> TASK INSTRUCTIONS
In the entries that follow, how many lines contain "ObjectId"? Answer with the number only.
-*-
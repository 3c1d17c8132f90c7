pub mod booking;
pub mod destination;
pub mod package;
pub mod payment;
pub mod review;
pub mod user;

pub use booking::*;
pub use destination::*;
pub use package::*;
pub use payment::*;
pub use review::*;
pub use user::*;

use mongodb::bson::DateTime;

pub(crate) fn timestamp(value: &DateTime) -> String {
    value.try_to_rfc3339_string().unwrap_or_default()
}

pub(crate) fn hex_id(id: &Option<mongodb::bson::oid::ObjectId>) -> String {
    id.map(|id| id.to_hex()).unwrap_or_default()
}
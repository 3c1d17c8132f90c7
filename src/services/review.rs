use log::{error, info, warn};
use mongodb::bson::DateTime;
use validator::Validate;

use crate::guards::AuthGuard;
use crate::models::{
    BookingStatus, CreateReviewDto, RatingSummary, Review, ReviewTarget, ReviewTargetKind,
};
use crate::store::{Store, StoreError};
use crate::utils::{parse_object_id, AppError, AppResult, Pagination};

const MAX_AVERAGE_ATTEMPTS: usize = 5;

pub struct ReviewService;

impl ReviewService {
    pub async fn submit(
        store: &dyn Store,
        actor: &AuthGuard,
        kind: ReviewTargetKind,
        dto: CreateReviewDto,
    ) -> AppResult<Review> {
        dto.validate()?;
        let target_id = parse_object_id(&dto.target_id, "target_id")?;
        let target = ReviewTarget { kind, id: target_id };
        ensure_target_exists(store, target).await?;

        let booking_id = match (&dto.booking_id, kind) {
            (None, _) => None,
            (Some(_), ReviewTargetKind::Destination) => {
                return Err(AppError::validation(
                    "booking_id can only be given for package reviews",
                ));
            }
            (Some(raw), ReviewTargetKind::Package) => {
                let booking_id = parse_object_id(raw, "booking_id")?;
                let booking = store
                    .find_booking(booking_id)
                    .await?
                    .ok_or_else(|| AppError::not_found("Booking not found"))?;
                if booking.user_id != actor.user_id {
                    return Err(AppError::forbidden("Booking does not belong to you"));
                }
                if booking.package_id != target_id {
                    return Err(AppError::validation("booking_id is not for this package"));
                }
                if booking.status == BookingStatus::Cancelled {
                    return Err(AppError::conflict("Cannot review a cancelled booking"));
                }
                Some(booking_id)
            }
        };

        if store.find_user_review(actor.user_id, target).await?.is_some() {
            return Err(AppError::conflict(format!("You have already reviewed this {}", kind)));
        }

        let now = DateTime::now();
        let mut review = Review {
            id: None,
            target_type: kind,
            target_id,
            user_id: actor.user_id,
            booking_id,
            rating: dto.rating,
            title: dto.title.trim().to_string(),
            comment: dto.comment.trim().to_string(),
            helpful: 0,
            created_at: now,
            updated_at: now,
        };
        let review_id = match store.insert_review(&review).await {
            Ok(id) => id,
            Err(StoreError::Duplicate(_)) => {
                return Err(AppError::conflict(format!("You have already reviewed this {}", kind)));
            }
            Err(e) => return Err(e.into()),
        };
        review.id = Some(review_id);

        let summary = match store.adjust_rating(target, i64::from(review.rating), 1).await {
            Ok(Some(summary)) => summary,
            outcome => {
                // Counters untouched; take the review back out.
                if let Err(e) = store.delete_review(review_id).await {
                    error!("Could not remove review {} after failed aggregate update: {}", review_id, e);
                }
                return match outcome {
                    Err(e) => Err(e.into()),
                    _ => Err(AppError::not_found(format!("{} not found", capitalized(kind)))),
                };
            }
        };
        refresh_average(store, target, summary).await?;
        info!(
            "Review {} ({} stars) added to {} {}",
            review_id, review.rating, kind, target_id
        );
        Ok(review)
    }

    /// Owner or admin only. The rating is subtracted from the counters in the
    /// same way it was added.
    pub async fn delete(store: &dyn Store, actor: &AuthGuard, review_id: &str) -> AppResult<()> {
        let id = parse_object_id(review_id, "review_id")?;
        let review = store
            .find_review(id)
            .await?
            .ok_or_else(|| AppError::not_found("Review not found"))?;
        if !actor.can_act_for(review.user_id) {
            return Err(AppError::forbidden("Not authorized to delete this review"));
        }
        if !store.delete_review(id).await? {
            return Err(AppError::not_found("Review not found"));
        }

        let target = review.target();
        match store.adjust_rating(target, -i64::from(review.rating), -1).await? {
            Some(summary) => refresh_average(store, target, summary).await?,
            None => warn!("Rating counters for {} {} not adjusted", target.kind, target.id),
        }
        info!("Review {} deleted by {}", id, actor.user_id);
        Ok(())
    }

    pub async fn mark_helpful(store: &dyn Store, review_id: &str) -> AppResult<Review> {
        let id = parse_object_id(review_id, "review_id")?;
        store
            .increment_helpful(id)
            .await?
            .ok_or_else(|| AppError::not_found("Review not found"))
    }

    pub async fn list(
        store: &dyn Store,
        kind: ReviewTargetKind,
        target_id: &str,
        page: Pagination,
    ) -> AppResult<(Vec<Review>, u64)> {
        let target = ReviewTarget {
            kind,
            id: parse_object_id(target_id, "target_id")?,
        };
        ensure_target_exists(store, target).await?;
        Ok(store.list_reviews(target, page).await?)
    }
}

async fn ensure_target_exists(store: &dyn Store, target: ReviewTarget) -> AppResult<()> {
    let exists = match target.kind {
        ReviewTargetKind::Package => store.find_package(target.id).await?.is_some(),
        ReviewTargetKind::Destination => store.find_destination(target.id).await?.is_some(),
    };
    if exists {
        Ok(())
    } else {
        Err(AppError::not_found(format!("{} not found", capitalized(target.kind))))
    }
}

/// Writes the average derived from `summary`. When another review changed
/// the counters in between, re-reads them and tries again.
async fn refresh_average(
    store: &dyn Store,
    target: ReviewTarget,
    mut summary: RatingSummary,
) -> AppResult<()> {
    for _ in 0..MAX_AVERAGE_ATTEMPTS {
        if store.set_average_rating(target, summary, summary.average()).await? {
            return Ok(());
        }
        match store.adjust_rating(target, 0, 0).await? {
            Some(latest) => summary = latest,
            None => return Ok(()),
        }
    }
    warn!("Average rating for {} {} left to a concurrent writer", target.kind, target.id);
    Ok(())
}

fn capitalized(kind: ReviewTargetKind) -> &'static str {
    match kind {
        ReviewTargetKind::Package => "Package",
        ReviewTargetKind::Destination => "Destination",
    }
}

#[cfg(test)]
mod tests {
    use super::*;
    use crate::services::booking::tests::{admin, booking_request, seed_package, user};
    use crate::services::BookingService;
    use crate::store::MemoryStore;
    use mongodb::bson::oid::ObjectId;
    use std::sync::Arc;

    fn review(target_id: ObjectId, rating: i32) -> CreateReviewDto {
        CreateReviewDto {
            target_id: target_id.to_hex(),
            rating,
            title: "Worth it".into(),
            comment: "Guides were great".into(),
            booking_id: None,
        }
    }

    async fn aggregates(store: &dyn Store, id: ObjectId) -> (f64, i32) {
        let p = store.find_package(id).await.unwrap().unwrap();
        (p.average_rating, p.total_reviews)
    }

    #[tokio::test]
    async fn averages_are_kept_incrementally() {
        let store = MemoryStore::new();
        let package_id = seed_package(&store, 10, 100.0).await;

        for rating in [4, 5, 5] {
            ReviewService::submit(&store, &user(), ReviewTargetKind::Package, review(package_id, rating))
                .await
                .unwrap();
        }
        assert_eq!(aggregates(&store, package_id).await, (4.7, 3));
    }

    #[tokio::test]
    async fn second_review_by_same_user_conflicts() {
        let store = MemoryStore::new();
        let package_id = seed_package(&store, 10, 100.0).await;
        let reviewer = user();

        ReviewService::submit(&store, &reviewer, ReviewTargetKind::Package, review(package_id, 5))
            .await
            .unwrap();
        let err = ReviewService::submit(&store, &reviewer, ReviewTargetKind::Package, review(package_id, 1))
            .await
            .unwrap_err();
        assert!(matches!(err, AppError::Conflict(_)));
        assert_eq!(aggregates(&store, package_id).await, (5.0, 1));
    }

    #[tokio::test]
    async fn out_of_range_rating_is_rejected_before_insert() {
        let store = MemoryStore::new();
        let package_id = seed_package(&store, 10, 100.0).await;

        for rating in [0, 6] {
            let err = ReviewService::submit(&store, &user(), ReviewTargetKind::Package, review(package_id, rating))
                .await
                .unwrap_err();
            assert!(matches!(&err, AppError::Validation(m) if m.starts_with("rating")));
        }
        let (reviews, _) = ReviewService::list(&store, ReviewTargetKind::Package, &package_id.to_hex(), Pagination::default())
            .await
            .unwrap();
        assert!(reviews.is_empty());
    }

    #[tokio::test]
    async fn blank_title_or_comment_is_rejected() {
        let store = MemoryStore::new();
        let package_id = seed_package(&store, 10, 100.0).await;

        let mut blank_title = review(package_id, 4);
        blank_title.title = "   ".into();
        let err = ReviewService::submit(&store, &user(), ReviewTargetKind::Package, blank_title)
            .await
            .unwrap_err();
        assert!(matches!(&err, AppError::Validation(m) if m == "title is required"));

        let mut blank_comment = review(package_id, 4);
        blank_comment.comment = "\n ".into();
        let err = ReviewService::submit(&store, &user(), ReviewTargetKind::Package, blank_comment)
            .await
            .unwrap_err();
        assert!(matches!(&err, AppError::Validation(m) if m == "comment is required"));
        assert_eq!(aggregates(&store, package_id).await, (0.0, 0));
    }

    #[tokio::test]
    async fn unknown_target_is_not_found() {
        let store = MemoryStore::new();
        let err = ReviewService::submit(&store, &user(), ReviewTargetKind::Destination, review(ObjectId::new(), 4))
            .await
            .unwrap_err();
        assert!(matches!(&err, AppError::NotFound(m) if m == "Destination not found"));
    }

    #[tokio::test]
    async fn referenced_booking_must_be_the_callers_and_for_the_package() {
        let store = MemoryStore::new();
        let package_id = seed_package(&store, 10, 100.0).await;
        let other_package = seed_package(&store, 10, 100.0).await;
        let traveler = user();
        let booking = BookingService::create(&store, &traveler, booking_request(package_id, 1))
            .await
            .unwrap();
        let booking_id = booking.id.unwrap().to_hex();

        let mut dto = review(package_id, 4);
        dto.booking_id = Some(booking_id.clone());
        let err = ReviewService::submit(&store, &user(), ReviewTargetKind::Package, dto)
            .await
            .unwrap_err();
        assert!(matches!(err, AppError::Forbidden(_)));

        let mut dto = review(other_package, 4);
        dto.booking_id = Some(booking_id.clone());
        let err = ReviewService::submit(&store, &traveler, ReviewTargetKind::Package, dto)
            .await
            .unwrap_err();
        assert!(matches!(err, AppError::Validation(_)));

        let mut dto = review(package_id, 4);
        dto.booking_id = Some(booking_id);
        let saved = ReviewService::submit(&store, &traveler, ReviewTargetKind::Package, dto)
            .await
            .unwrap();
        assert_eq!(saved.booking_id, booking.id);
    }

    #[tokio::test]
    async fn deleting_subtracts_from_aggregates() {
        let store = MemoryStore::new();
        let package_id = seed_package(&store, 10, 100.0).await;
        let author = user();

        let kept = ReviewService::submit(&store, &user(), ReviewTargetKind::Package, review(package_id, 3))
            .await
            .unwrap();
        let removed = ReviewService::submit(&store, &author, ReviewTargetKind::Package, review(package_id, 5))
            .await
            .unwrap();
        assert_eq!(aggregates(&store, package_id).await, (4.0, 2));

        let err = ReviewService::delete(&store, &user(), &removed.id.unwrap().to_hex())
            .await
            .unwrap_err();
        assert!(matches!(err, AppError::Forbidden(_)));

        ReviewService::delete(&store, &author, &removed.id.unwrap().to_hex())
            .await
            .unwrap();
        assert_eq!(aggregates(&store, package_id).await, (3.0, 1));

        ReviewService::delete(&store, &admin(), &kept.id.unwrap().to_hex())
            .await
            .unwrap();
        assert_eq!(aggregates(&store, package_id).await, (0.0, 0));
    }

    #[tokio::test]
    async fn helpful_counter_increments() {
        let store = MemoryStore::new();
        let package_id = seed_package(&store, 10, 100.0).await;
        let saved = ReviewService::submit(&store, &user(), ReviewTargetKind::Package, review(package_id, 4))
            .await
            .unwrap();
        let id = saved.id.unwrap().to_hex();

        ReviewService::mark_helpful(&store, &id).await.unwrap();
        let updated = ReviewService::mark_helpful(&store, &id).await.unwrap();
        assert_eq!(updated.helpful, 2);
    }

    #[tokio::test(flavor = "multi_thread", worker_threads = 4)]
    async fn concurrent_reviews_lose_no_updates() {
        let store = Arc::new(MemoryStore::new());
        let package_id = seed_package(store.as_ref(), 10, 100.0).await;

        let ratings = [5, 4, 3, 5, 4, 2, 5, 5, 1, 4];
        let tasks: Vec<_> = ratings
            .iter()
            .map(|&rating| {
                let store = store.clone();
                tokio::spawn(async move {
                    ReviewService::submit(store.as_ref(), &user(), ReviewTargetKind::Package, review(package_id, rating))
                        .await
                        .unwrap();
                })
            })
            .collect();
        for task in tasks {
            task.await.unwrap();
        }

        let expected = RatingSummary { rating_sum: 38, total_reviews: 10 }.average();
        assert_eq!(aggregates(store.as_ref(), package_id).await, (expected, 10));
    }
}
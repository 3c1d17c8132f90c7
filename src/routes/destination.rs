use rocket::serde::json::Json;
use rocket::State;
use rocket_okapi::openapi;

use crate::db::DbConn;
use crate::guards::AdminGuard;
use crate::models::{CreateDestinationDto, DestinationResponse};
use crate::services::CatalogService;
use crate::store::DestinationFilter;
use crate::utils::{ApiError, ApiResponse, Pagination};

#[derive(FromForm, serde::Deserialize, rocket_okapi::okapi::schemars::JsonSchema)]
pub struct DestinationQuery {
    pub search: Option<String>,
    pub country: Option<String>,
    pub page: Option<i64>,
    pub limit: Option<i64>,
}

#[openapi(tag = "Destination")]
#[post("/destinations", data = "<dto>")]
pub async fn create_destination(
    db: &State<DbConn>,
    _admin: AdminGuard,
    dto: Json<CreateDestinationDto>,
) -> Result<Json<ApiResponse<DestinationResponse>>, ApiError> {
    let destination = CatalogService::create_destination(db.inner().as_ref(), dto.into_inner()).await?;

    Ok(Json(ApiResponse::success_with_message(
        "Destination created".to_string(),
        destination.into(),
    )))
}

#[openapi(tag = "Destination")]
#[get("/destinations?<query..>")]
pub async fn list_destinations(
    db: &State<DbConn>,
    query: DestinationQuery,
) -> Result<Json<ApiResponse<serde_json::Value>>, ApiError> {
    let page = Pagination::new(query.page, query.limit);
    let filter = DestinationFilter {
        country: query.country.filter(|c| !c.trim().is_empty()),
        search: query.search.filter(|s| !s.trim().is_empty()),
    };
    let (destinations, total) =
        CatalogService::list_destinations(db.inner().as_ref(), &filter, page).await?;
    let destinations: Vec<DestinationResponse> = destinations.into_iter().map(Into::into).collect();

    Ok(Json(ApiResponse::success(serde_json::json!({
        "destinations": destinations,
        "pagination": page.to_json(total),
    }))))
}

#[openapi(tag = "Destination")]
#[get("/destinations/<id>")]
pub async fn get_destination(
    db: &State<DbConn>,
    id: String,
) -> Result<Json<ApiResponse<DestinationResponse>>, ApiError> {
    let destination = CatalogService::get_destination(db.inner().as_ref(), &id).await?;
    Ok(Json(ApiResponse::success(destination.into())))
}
-*-
> RESPONSE AREA
5